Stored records
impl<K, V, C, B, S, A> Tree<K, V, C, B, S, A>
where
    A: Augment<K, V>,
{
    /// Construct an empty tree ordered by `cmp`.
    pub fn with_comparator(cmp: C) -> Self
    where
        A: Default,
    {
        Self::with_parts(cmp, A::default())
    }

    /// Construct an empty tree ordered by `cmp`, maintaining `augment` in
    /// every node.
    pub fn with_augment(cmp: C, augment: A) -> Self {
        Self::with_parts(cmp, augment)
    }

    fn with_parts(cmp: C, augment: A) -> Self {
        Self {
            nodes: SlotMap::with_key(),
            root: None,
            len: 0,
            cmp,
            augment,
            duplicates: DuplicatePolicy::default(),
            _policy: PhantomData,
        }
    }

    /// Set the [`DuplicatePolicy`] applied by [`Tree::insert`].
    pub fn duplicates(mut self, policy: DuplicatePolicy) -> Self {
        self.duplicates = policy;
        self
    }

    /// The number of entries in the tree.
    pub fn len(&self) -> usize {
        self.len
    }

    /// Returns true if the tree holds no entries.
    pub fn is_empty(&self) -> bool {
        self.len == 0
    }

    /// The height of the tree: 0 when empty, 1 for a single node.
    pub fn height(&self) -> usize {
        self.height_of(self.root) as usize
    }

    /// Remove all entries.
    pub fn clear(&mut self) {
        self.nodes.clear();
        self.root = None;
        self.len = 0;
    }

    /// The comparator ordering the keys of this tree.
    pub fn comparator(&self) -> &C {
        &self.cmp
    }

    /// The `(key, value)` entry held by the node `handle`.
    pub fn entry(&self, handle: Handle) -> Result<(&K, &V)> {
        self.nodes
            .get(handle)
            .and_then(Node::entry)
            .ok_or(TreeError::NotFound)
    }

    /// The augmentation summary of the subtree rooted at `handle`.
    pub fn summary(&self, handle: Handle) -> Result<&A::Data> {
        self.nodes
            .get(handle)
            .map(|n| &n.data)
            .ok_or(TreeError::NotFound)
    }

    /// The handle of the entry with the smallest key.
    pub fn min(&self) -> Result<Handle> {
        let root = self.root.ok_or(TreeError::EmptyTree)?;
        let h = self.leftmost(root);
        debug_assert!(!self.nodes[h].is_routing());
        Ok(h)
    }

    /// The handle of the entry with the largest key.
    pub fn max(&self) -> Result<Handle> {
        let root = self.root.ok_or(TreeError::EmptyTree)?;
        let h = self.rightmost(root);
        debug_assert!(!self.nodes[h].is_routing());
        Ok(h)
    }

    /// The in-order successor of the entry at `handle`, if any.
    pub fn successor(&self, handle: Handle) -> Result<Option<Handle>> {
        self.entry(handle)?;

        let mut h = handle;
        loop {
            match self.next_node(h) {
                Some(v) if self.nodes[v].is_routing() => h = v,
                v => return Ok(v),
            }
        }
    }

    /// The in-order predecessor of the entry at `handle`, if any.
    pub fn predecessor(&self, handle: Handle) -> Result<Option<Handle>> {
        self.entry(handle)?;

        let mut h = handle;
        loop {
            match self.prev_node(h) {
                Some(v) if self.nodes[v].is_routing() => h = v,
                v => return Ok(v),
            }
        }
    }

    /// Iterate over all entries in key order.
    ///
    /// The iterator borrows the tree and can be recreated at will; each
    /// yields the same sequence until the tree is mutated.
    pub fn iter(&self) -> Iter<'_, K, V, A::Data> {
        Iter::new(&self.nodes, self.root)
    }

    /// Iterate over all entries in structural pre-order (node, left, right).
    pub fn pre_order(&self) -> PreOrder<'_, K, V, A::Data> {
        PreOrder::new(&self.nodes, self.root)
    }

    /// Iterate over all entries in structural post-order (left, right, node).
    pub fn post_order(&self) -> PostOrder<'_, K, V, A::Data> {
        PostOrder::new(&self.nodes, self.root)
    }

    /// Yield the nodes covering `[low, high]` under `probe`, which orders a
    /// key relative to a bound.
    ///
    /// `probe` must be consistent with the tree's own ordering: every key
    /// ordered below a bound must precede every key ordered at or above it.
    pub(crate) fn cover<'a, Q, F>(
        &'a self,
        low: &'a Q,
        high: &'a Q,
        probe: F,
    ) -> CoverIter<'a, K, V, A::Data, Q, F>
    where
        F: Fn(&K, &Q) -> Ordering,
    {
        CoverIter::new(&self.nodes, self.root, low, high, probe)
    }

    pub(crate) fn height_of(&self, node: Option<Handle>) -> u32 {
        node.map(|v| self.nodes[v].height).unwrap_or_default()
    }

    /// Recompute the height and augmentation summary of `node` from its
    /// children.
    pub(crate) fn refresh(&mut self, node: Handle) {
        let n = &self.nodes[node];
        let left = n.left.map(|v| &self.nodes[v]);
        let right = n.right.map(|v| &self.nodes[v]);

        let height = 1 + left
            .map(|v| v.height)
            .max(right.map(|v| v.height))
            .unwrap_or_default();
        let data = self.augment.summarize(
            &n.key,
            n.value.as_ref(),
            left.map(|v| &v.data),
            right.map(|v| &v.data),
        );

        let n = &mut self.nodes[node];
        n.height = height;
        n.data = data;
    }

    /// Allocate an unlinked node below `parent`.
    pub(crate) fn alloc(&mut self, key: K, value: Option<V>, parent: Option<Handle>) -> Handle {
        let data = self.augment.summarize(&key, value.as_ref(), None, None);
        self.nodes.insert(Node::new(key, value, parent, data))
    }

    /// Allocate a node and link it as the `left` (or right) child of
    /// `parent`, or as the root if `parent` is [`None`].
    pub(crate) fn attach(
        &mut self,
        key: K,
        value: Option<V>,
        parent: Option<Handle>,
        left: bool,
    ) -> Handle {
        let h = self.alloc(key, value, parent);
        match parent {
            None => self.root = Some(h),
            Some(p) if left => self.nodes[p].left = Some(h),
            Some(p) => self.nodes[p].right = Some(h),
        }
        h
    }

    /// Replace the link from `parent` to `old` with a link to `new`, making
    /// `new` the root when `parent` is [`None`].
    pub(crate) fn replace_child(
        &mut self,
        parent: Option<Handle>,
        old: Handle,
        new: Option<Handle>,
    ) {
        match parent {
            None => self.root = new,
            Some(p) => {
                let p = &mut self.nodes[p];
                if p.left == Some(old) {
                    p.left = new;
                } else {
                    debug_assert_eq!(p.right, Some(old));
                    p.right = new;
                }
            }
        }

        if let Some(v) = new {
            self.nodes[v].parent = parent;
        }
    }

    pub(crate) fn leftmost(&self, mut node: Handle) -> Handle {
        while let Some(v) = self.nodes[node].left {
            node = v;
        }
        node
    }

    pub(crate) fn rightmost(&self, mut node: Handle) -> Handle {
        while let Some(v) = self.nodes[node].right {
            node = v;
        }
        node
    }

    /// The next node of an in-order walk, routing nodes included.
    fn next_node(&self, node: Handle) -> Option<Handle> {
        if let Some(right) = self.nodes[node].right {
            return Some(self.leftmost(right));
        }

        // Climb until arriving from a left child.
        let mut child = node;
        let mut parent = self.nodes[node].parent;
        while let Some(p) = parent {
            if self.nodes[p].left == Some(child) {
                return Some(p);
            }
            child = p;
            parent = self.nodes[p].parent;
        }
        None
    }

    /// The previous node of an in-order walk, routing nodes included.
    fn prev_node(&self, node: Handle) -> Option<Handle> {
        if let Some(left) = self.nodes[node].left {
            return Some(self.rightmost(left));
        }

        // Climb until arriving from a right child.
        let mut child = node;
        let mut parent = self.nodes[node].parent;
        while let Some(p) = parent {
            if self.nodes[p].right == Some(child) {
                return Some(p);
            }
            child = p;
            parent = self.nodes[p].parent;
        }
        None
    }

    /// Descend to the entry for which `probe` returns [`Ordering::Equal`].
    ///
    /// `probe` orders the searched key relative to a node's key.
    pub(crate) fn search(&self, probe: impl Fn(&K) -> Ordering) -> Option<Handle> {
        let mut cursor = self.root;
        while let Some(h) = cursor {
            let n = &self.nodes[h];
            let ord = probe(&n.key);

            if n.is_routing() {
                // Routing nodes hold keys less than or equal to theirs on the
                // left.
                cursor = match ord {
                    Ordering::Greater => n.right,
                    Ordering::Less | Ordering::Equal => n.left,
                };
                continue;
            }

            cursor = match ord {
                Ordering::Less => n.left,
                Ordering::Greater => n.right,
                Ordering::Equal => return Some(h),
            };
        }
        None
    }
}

◆ Exercise brief:
Within the entries above, work out how many lines contain the word "walk". The number alone is the answer.

◆ Answer to this problem:
2